◆ Saved data entries:
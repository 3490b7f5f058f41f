use flamescope_protocol::{AffineTransform, Rect, Vec2, clamp_f64};
use serde::{Deserialize, Serialize};

use crate::flamechart::Flamechart;

/// Fixed pixel sizes of the flamechart panes, in logical pixels.
#[derive(Debug, Clone, Copy, PartialEq, Serialize, Deserialize)]
#[serde(default)]
pub struct ViewSizes {
    /// Height of one stack layer.
    pub frame_height: f64,
    /// Height of the detail panel docked under the main view.
    pub detail_view_height: f64,
    pub minimap_height: f64,
    pub font_size: f64,
}

impl Default for ViewSizes {
    fn default() -> Self {
        Self {
            frame_height: 20.0,
            detail_view_height: 150.0,
            minimap_height: 80.0,
            font_size: 12.0,
        }
    }
}

impl ViewSizes {
    /// Extra layers of vertical slack reserved for the detail panel, plus
    /// one layer of padding.
    pub fn detail_offset(&self) -> f64 {
        if self.frame_height > 0.0 {
            self.detail_view_height / self.frame_height + 1.0
        } else {
            1.0
        }
    }
}

/// Clamp a requested config-space viewport into the chart.
///
/// Width goes through [`Flamechart::clamped_viewport_width`] and height is
/// left as requested. The origin is kept within
/// `x ∈ [0, width - w]` and `y ∈ [-1, max(0, layers - h + detail_offset)]`.
pub fn clamp_config_space_viewport_rect(
    chart: &Flamechart,
    requested: &Rect,
    sizes: &ViewSizes,
) -> Rect {
    let width = chart.clamped_viewport_width(requested.width());
    let height = requested.height();
    let max_x = (chart.total_weight() - width).max(0.0);
    let x = clamp_f64(requested.left(), 0.0, max_x);
    let max_y = (chart.height() as f64 - height + sizes.detail_offset()).max(0.0);
    let y = clamp_f64(requested.top(), -1.0, max_y);
    Rect::from_xywh(x, y, width, height)
}

/// Pan/zoom state of one flamechart pane.
///
/// The view layer owns this and feeds it gestures; the renderer reads the
/// transforms it derives.
#[derive(Debug, Clone, PartialEq)]
pub struct FlamechartViewport {
    config_rect: Rect,
    logical_size: Vec2,
    device_pixel_ratio: f64,
    sizes: ViewSizes,
    inverted: bool,
}

impl FlamechartViewport {
    pub fn new(sizes: ViewSizes) -> Self {
        Self {
            config_rect: Rect::EMPTY,
            logical_size: Vec2::ZERO,
            device_pixel_ratio: 1.0,
            sizes,
            inverted: false,
        }
    }

    pub fn config_rect(&self) -> Rect {
        self.config_rect
    }

    pub fn logical_size(&self) -> Vec2 {
        self.logical_size
    }

    pub fn physical_size(&self) -> Vec2 {
        self.logical_size.times(self.device_pixel_ratio)
    }

    pub fn device_pixel_ratio(&self) -> f64 {
        self.device_pixel_ratio
    }

    pub fn sizes(&self) -> &ViewSizes {
        &self.sizes
    }

    pub fn is_inverted(&self) -> bool {
        self.inverted
    }

    /// Draw layer 0 at the bottom instead of the top.
    pub fn set_inverted(&mut self, inverted: bool) {
        self.inverted = inverted;
    }

    /// Show the whole width of `chart`, top layer first.
    pub fn reset(&mut self, chart: &Flamechart) {
        let rect = Rect::from_xywh(
            0.0,
            -1.0,
            chart.total_weight(),
            self.visible_layers(),
        );
        self.set_config_space_viewport_rect(chart, &rect);
    }

    /// Clamp and store `requested`. Returns whether the stored rect changed.
    pub fn set_config_space_viewport_rect(&mut self, chart: &Flamechart, requested: &Rect) -> bool {
        let clamped = clamp_config_space_viewport_rect(chart, requested, &self.sizes);
        if clamped == self.config_rect {
            return false;
        }
        self.config_rect = clamped;
        true
    }

    /// Resize the pane. The visible height always shows one layer per
    /// `frame_height` logical pixels; the visible width is preserved.
    pub fn set_logical_space_viewport_size(
        &mut self,
        chart: &Flamechart,
        size: Vec2,
        device_pixel_ratio: f64,
    ) -> bool {
        let resized = size != self.logical_size || device_pixel_ratio != self.device_pixel_ratio;
        self.logical_size = size;
        self.device_pixel_ratio = if device_pixel_ratio > 0.0 {
            device_pixel_ratio
        } else {
            1.0
        };
        let width = if self.config_rect.width() > 0.0 {
            self.config_rect.width()
        } else {
            chart.total_weight()
        };
        let rect = self
            .config_rect
            .with_size(Vec2::new(width, self.visible_layers()));
        self.set_config_space_viewport_rect(chart, &rect) || resized
    }

    /// Apply `transform` to the config rect, then clamp.
    pub fn transform_viewport(&mut self, chart: &Flamechart, transform: &AffineTransform) -> bool {
        let rect = transform.transform_rect(&self.config_rect);
        self.set_config_space_viewport_rect(chart, &rect)
    }

    /// Pan by a logical-pixel delta.
    pub fn pan_by_logical(&mut self, chart: &Flamechart, delta: Vec2) -> bool {
        let delta = self.config_to_logical().inverted().map_or(Vec2::ZERO, |t| {
            let d = t.transform_vector(delta);
            if self.inverted { d.with_y(-d.y) } else { d }
        });
        let rect = self.config_rect.with_origin(self.config_rect.origin + delta);
        self.set_config_space_viewport_rect(chart, &rect)
    }

    /// Zoom horizontally by `multiplier` keeping the config point under
    /// `logical_point` fixed. `multiplier < 1` zooms in.
    pub fn zoom_around_logical(
        &mut self,
        chart: &Flamechart,
        logical_point: Vec2,
        multiplier: f64,
    ) -> bool {
        let Some(anchor) = self.logical_to_config_position(logical_point) else {
            return false;
        };
        let transform = AffineTransform::from_translation(anchor)
            .times(&AffineTransform::from_scale(Vec2::new(multiplier, 1.0)))
            .times(&AffineTransform::from_translation(-anchor));
        self.transform_viewport(chart, &transform)
    }

    pub fn config_to_logical(&self) -> AffineTransform {
        let logical = Rect::new(Vec2::ZERO, self.logical_size);
        AffineTransform::between_rects(&self.config_rect, &logical)
    }

    pub fn logical_to_physical(&self) -> AffineTransform {
        AffineTransform::from_scale(Vec2::new(self.device_pixel_ratio, self.device_pixel_ratio))
    }

    /// Config space to device pixels, flipped vertically when inverted.
    pub fn config_to_physical(&self) -> AffineTransform {
        let transform = self.logical_to_physical().times(&self.config_to_logical());
        if self.inverted {
            AffineTransform::flip_y_within(self.physical_size().y).times(&transform)
        } else {
            transform
        }
    }

    pub fn logical_to_config_position(&self, logical: Vec2) -> Option<Vec2> {
        let logical = if self.inverted {
            logical.with_y(self.logical_size.y - logical.y)
        } else {
            logical
        };
        self.config_to_logical().inverse_transform_position(logical)
    }

    fn visible_layers(&self) -> f64 {
        if self.sizes.frame_height > 0.0 {
            self.logical_size.y / self.sizes.frame_height
        } else {
            0.0
        }
    }
}

#[cfg(test)]
mod tests {
    use super::*;
    use crate::flamechart::LayoutMode;
    use crate::model::{FrameInfo, FrameId, Profile, StackListBuilder, ValueUnit};

    fn chart() -> Flamechart {
        let mut b = StackListBuilder::new();
        let ids: Vec<FrameId> = ["a", "b", "c"]
            .iter()
            .map(|n| b.frame_id(&FrameInfo::named(*n)))
            .collect();
        b.append_sample(&ids, 60.0);
        b.append_sample(&ids[..1], 39.0);
        b.append_sample(&ids[..2], 1.0);
        let p: Profile = b.build("p", ValueUnit::None);
        Flamechart::layout(&p, LayoutMode::Chronological)
    }

    #[test]
    fn clamp_holds_for_hostile_requests() {
        let chart = chart();
        let sizes = ViewSizes::default();
        let values = [
            f64::NAN,
            f64::NEG_INFINITY,
            -1e12,
            -5.0,
            -1.0,
            0.0,
            0.5,
            3.0,
            50.0,
            99.0,
            1e12,
            f64::INFINITY,
        ];
        for &x in &values {
            for &y in &values {
                for &w in &values {
                    let r = clamp_config_space_viewport_rect(
                        &chart,
                        &Rect::from_xywh(x, y, w, 10.0),
                        &sizes,
                    );
                    assert!(r.left() >= 0.0, "{r:?}");
                    assert!(r.left() <= chart.total_weight() - r.width(), "{r:?}");
                    assert!(r.top() >= -1.0, "{r:?}");
                    assert!(r.width() > 0.0 && r.width() <= chart.total_weight());
                    assert_eq!(r.height(), 10.0);
                }
            }
        }
    }

    #[test]
    fn vertical_slack_reserves_detail_panel() {
        let chart = chart();
        let sizes = ViewSizes::default();
        // 3 layers, 2 visible, 150 / 20 + 1 layers of slack.
        let r = clamp_config_space_viewport_rect(
            &chart,
            &Rect::from_xywh(0.0, 100.0, 100.0, 2.0),
            &sizes,
        );
        assert_eq!(r.top(), 3.0 - 2.0 + 8.5);
        let r = clamp_config_space_viewport_rect(
            &chart,
            &Rect::from_xywh(0.0, 100.0, 100.0, 50.0),
            &sizes,
        );
        assert_eq!(r.top(), 0.0);
    }

    #[test]
    fn resize_and_reset_fit_whole_chart() {
        let chart = chart();
        let mut vp = FlamechartViewport::new(ViewSizes::default());
        vp.set_logical_space_viewport_size(&chart, Vec2::new(1000.0, 400.0), 2.0);
        vp.reset(&chart);
        assert_eq!(vp.config_rect(), Rect::from_xywh(0.0, -1.0, 100.0, 20.0));
        assert_eq!(vp.physical_size(), Vec2::new(2000.0, 800.0));

        let t = vp.config_to_physical();
        let root = t.transform_rect(&Rect::from_xywh(0.0, 0.0, 100.0, 1.0));
        assert_eq!(root, Rect::from_xywh(0.0, 40.0, 2000.0, 40.0));
    }

    #[test]
    fn zoom_keeps_anchor_fixed_and_pan_moves_by_pixels() {
        let chart = chart();
        let mut vp = FlamechartViewport::new(ViewSizes::default());
        vp.set_logical_space_viewport_size(&chart, Vec2::new(1000.0, 400.0), 1.0);
        vp.reset(&chart);

        assert!(vp.zoom_around_logical(&chart, Vec2::new(500.0, 0.0), 0.5));
        assert_eq!(vp.config_rect().left(), 25.0);
        assert_eq!(vp.config_rect().width(), 50.0);

        assert!(vp.pan_by_logical(&chart, Vec2::new(100.0, 0.0)));
        assert_eq!(vp.config_rect().left(), 30.0);

        vp.pan_by_logical(&chart, Vec2::new(-1e9, -1e9));
        assert_eq!(vp.config_rect().left(), 0.0);
        assert_eq!(vp.config_rect().top(), -1.0);
    }

    #[test]
    fn inverted_view_flips_vertically() {
        let chart = chart();
        let mut vp = FlamechartViewport::new(ViewSizes::default());
        vp.set_logical_space_viewport_size(&chart, Vec2::new(100.0, 200.0), 1.0);
        vp.reset(&chart);
        vp.set_inverted(true);

        let root = vp
            .config_to_physical()
            .transform_rect(&Rect::from_xywh(0.0, 0.0, 100.0, 1.0));
        assert_eq!(root, Rect::from_xywh(0.0, 160.0, 100.0, 20.0));

        let config = vp.logical_to_config_position(Vec2::new(50.0, 170.0)).unwrap();
        assert_eq!(config.y, 0.5);
    }
}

◆ What is required: Return exactly the lines from the one containing "Vec2::new(100.0, 200.0), 1.0);" through the last line of the records above, both included, and nothing else.

◆ Output of the task:
        vp.set_logical_space_viewport_size(&chart, Vec2::new(100.0, 200.0), 1.0);
        vp.reset(&chart);
        vp.set_inverted(true);

        let root = vp
            .config_to_physical()
            .transform_rect(&Rect::from_xywh(0.0, 0.0, 100.0, 1.0));
        assert_eq!(root, Rect::from_xywh(0.0, 160.0, 100.0, 20.0));

        let config = vp.logical_to_config_position(Vec2::new(50.0, 170.0)).unwrap();
        assert_eq!(config.y, 0.5);
    }
}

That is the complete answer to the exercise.